No atual contexto, a revisão do Anexo C representa um enorme desafio. A partir de 2023 novas regras definirão o suprimento da energia gerada pela empresa. As regras atuais são contestadas pelo lado paraguaio, que reivindica o direito de uso e o preço justo da energia cedida ao Brasil. A revisão do Anexo C coincide com o final do pagamento das obrigações financeiras decorrentes da construção da usina. Atualmente, essas obrigações equivalem a aproximadamente 60% da receita de Itaipu. Quando a dívida for integralmente quitada, cerca de US$ 1,5 bilhão será disputado não só pelos dois lados, como por grupos privados, nacionais e estrangeiros, que estão de olho nessa montanha de dinheiro.

Há muitos anos o Paraguai questiona a interpretação do Tratado de Itaipu feita pelo Brasil. O Artigo XII do Tratado determina que a energia gerada pela Itaipu Binacional “será dividida em partes iguais entre os dois países, sendo reconhecido a cada um deles o direito de aquisição (...) da energia que não seja utilizada pelo outro país para seu próprio consumo”. Conforme alegam as autoridades paraguaias do setor elétrico, haveria uma maneira distinta de interpretação do acordo.
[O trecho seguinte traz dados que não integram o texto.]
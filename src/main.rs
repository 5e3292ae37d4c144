use chrono::{Local, NaiveDateTime};
use clap::{Parser, Subcommand};
use std::error::Error;
use std::path::PathBuf;

use ga_report::catalog::parse_objective;
use ga_report::logging::setup_logging;
use ga_report::output::{
    load_run_record, parse_run_dir_name, plot_line_graph, read_series_csv, run_dir_name,
    save_result_to_file, OutputConfig, RunSummary, RESULTS_DIR,
};

#[derive(Parser, Debug)]
#[command(
    name = "ga_report",
    version,
    about = "Write plots and summaries of genetic optimizer runs."
)]
struct Args {
    /// Root folder holding one directory per run
    #[arg(long, global = true, default_value = RESULTS_DIR)]
    results_root: PathBuf,

    /// Run timestamp as YYYYMMDD-HHMMSS (defaults to now)
    #[arg(short, long, global = true, value_parser = parse_timestamp)]
    timestamp: Option<NaiveDateTime>,

    /// Plot width in pixels
    #[arg(long, global = true, default_value_t = 640)]
    width: u32,

    /// Plot height in pixels
    #[arg(long, global = true, default_value_t = 480)]
    height: u32,

    /// Log level, overridden by RUST_LOG
    #[arg(long, global = true, default_value = "info")]
    log_level: String,

    /// Write logs to rotated files in this directory instead of stderr
    #[arg(long, global = true)]
    log_dir: Option<PathBuf>,

    #[command(subcommand)]
    command: Command,
}

#[derive(Subcommand, Debug)]
enum Command {
    /// Plot a metric over iterations from a CSV file with x,y columns
    Plot {
        /// CSV file with a header row and two numeric columns
        #[arg(short, long)]
        input: PathBuf,

        /// Plot title, also used for the file name
        #[arg(long)]
        title: String,

        #[arg(long, default_value = "Iteration")]
        x_label: String,

        #[arg(long, default_value = "Fitness")]
        y_label: String,
    },

    /// Write summary.txt from a JSON result record
    Summary {
        /// JSON document with the optimizer's result fields
        #[arg(short, long)]
        input: PathBuf,

        /// Objective function to report, by name or 1-based index (overrides obj_func)
        #[arg(short, long, value_parser = parse_objective_arg)]
        objective: Option<usize>,
    },
}

fn parse_timestamp(value: &str) -> Result<NaiveDateTime, String> {
    parse_run_dir_name(value)
        .map_err(|e| format!("expected YYYYMMDD-HHMMSS, got '{}' ({})", value, e))
}

fn parse_objective_arg(value: &str) -> Result<usize, String> {
    parse_objective(value).map_err(|e| e.to_string())
}

fn main() -> Result<(), Box<dyn Error>> {
    let args = Args::parse();

    let _logger = setup_logging(&args.log_level, args.log_dir.as_deref())?;

    let config = OutputConfig {
        results_root: args.results_root,
        plot_width: args.width,
        plot_height: args.height,
    };
    let timestamp = args
        .timestamp
        .unwrap_or_else(|| Local::now().naive_local());

    log::info!(
        "🗂️  Run {} under {}",
        run_dir_name(&timestamp),
        config.results_root.display()
    );

    let written = match args.command {
        Command::Plot {
            input,
            title,
            x_label,
            y_label,
        } => {
            let (xs, ys) = read_series_csv(&input)?;
            plot_line_graph(&config, &xs, &ys, &x_label, &y_label, &title, &timestamp)?
        }
        Command::Summary { input, objective } => {
            let mut record = load_run_record(&input)?;
            if let Some(index) = objective {
                log::info!("Objective overridden: {} -> {}", record.obj_func, index);
                record.obj_func = index;
            }
            let summary = RunSummary::new(record)?;
            save_result_to_file(&config, &summary, &timestamp)?
        }
    };

    println!("{}", written.display());
    Ok(())
}
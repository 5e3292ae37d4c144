use crate::Result;
use std::path::Path;

/// Read an `(x, y)` series from a CSV file.
///
/// The first row is a header; every following row holds an x and a y value.
pub fn read_series_csv<P: AsRef<Path>>(path: P) -> Result<(Vec<f64>, Vec<f64>)> {
    let mut reader = csv::ReaderBuilder::new()
        .has_headers(true)
        .trim(csv::Trim::All)
        .from_path(path.as_ref())?;

    let mut xs = Vec::new();
    let mut ys = Vec::new();
    for row in reader.deserialize::<(f64, f64)>() {
        let (x, y) = row?;
        xs.push(x);
        ys.push(y);
    }

    log::debug!(
        "Read {} points from {}",
        xs.len(),
        path.as_ref().display()
    );
    Ok((xs, ys))
}
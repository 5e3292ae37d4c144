use flexi_logger::{
    colored_default_format, opt_format, Cleanup, Criterion, FileSpec, FlexiLoggerError, Logger,
    LoggerHandle, Naming,
};
use std::path::Path;

/// Start the global logger.
///
/// `RUST_LOG` wins over `spec`. Without `log_dir` the output goes to stderr;
/// with it, to size-rotated `ga_report` files in that directory. Keep the
/// returned handle alive for as long as logging is needed.
pub fn setup_logging(spec: &str, log_dir: Option<&Path>) -> Result<LoggerHandle, FlexiLoggerError> {
    let logger = Logger::try_with_env_or_str(spec)?;

    let logger = match log_dir {
        Some(dir) => logger
            .log_to_file(FileSpec::default().directory(dir).basename("ga_report"))
            .format(opt_format)
            .rotate(
                Criterion::Size(10 * 1024 * 1024), // 10 MB per file
                Naming::Numbers,
                Cleanup::KeepLogFiles(7),
            ),
        None => logger.format(colored_default_format),
    };

    logger.start()
}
Apoiados no que diz a Ata de Foz do Iguaçu (primeiro documento a tratar da exploração dos recursos hídricos comuns, assinado em 1966), os paraguaios entendem que o Brasil teria “preferência” de adquirir a “preço justo” a energia excedente do Paraguai. Ao contrário do que se convencionou pelo lado brasileiro, a venda da energia excedente de um país a outro não seria “compulsória”. O que eles reivindicam é o direito à disponibilidade do uso da energia, a chamada “soberania energética”. O tema foi amplamente discutido nos governos de Fernando Lugo e Lula da Silva, como se verá adiante.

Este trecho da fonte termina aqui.